Chapter 3 tested the speculation in the climate change literature that habitat loss may impede the colonization or movement of species whose ranges are shifting northwards in response to climate. Using the same 100-km2 landscapes of southern Ontario, I examined individual bird species’ probability of occupancy as a function of the amount of remaining natural land cover for three groups of species: i) those whose northern range limit falls within the study area, ii) those whose southern range limit is in the study area, and iii) those whose ranges cover the entire study area. The results showed that the probability of occupancy of southern-edge species is a positive function of the amount of natural land cover (forest) in the landscape, while the probability of occupancy of northern-edge species is a negative function of natural land cover. Hence, I conclude that at southern range limits species faces the dual stresses of climatic warming and habitat conversion. Whereas, at northern (potentially expanding) range edges, partially disturbed landscapes are more readily occupied than undisturbed landscapes.

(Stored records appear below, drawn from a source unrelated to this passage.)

// ABOUTME: Logging configuration and structured logging setup for observability and debugging
// ABOUTME: Configures log levels, formatters, and noise filters for the recipe service and tools
//
// Licensed under either of Apache License, Version 2.0 or MIT License at your option.
// Copyright ©2025 Async-IO.org

//! Production-ready logging configuration with structured output

use std::env;
use std::io;

use anyhow::Result;
use fridge_core::constants::service_names;
use serde_json::json;
use tracing::info;
use tracing_subscriber::{
    fmt::{self, format::FmtSpan},
    layer::SubscriberExt,
    util::SubscriberInitExt,
    EnvFilter,
};

/// Logging configuration
#[derive(Debug, Clone)]
pub struct LoggingConfig {
    /// Log level (trace, debug, info, warn, error)
    pub level: String,
    /// Output format (json, pretty, compact)
    pub format: LogFormat,
    /// Include source file and line numbers
    pub include_location: bool,
    /// Include thread information
    pub include_thread: bool,
    /// Include span open/close events
    pub include_spans: bool,
    /// Service name for structured logging
    pub service_name: String,
    /// Service version
    pub service_version: String,
    /// Environment (development, testing, production)
    pub environment: String,
}

/// Log output format options
#[derive(Debug, Clone, Copy, PartialEq, Eq)]
pub enum LogFormat {
    /// `JSON` format for production logging
    Json,
    /// Pretty format for development
    Pretty,
    /// Compact format for terminal tools
    Compact,
}

impl LogFormat {
    /// Parse a `LOG_FORMAT` value, defaulting to pretty output
    #[must_use]
    pub fn from_str_or_default(s: &str) -> Self {
        match s.to_lowercase().as_str() {
            "json" => Self::Json,
            "compact" => Self::Compact,
            _ => Self::Pretty,
        }
    }
}

impl Default for LoggingConfig {
    fn default() -> Self {
        Self {
            level: "info".into(),
            format: LogFormat::Pretty,
            include_location: false,
            include_thread: false,
            include_spans: false,
            service_name: service_names::FRIDGE_FOOD_SERVER.into(),
            service_version: env!("CARGO_PKG_VERSION").to_owned(),
            environment: "development".into(),
        }
    }
}

impl LoggingConfig {
    /// Create logging configuration from environment variables
    #[must_use]
    pub fn from_env() -> Self {
        let level = env::var("RUST_LOG")
            .or_else(|_| env::var("LOG_LEVEL"))
            .unwrap_or_else(|_| "info".into());

        let format = env::var("LOG_FORMAT")
            .map_or(LogFormat::Pretty, |value| LogFormat::from_str_or_default(&value));

        let environment = env::var("ENVIRONMENT").unwrap_or_else(|_| "development".into());
        let is_production = environment == "production";

        Self {
            level,
            format,
            include_location: is_production || env::var("LOG_INCLUDE_LOCATION").is_ok(),
            include_thread: is_production || env::var("LOG_INCLUDE_THREAD").is_ok(),
            include_spans: env::var("LOG_INCLUDE_SPANS").is_ok(),
            service_name: env::var("SERVICE_NAME")
                .unwrap_or_else(|_| service_names::FRIDGE_FOOD_SERVER.into()),
            service_version: env::var("SERVICE_VERSION")
                .unwrap_or_else(|_| env!("CARGO_PKG_VERSION").to_owned()),
            environment,
        }
    }

    /// Configuration for command-line tools: compact output, warnings only
    #[must_use]
    pub fn for_cli(service_name: &str, verbose: bool) -> Self {
        Self {
            level: if verbose { "debug" } else { "warn" }.into(),
            format: LogFormat::Compact,
            service_name: service_name.to_owned(),
            ..Self::default()
        }
    }

    /// Build the filter, keeping dependency chatter down regardless of `RUST_LOG`
    #[must_use]
    pub fn env_filter(&self) -> EnvFilter {
        let mut filter = EnvFilter::new(&self.level);
        for directive in [
            "hyper=warn",
            "hyper::proto=warn",
            "reqwest=warn",
            "sqlx=warn",
            "sqlx::query=warn",
            "tower_http=info",
        ] {
            if let Ok(parsed) = directive.parse() {
                filter = filter.add_directive(parsed);
            }
        }
        filter
    }

    /// Initialize the global tracing subscriber
    ///
    /// # Errors
    ///
    /// Returns an error if a global subscriber is already installed
    pub fn init(&self) -> Result<()> {
        let registry = tracing_subscriber::registry().with(self.env_filter());
        let span_events = if self.include_spans {
            FmtSpan::NEW | FmtSpan::CLOSE
        } else {
            FmtSpan::NONE
        };

        match self.format {
            LogFormat::Json => {
                let json_layer = fmt::layer()
                    .with_file(self.include_location)
                    .with_line_number(self.include_location)
                    .with_thread_ids(self.include_thread)
                    .with_thread_names(self.include_thread)
                    .with_target(true)
                    .with_writer(io::stdout)
                    .with_span_events(span_events)
                    .json();

                registry.with(json_layer).try_init()?;
            }
            LogFormat::Pretty => {
                let pretty_layer = fmt::layer()
                    .with_file(self.include_location)
                    .with_line_number(self.include_location)
                    .with_thread_ids(self.include_thread)
                    .with_thread_names(self.include_thread)
                    .with_target(true)
                    .with_writer(io::stdout)
                    .with_span_events(span_events);

                registry.with(pretty_layer).try_init()?;
            }
            LogFormat::Compact => {
                let compact_layer = fmt::layer()
                    .compact()
                    .with_target(false)
                    .with_writer(io::stderr)
                    .with_span_events(FmtSpan::NONE);

                registry.with(compact_layer).try_init()?;
            }
        }

        self.log_startup_info();
        Ok(())
    }

    fn log_startup_info(&self) {
        info!(
            service.name = %self.service_name,
            service.version = %self.service_version,
            environment = %self.environment,
            log.level = %self.level,
            log.format = ?self.format,
            "Logging initialized"
        );

        let config_summary = json!({
            "service": {
                "name": self.service_name,
                "version": self.service_version,
                "environment": self.environment
            },
            "logging": {
                "level": self.level,
                "format": format!("{:?}", self.format),
                "features": {
                    "location": self.include_location,
                    "thread": self.include_thread,
                    "spans": self.include_spans
                }
            }
        });

        info!("Configuration loaded: {}", config_summary);
    }
}

/// Initialize logging from environment
///
/// # Errors
///
/// Returns an error if logging initialization fails
pub fn init_from_env() -> Result<()> {
    LoggingConfig::from_env().init()
}

#[cfg(test)]
mod tests {
    use super::*;

    #[test]
    fn test_log_format_parsing() {
        assert_eq!(LogFormat::from_str_or_default("JSON"), LogFormat::Json);
        assert_eq!(LogFormat::from_str_or_default("compact"), LogFormat::Compact);
        assert_eq!(LogFormat::from_str_or_default("fancy"), LogFormat::Pretty);
    }

    #[test]
    fn test_cli_config() {
        let quiet = LoggingConfig::for_cli("fridge-cli", false);
        assert_eq!(quiet.level, "warn");
        assert_eq!(quiet.format, LogFormat::Compact);

        let verbose = LoggingConfig::for_cli("seed-recipes", true);
        assert_eq!(verbose.level, "debug");
        assert_eq!(verbose.service_name, "seed-recipes");
    }

    #[test]
    fn test_env_filter_accepts_directives() {
        let config = LoggingConfig {
            level: "fridge_food_server=debug,info".into(),
            ..LoggingConfig::default()
        };
        let rendered = config.env_filter().to_string();
        assert!(rendered.contains("sqlx=warn"));
        assert!(rendered.contains("fridge_food_server=debug"));
    }
}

In the final chapter, I challenge widely accepted hypothesis that habitat loss causes biodiversity loss by testing whether conserving natural land cover would conserve species diversity. More specifically, I tested whether broad-extent relationships between avian species richness and natural land cover are independent of: 1) whether species distribution data come from systematic censuses (atlases) versus range maps, and 2) the grain size of the analysis in grid cells covering southern Ontario, CA, and New York State, US. My findings showed that over regional extents, range-map-based richness relates strongly to temperature, irrespective of spatial grain, and that censused species richness relates to temperature less strongly. Moreover, range-map richness is a negative function of the proportion of natural land cover, while realized richness is a peaked function. Therefore, I conclude that conserving natural land cover would not conserve species diversity in southern Ontario or in New York State, since greater natural cover does not imply higher richness. We argue that habitat loss has become a panchreston. It may be misguiding conservation biology strategies by focusing on a threat that is too general to be usefully predictive.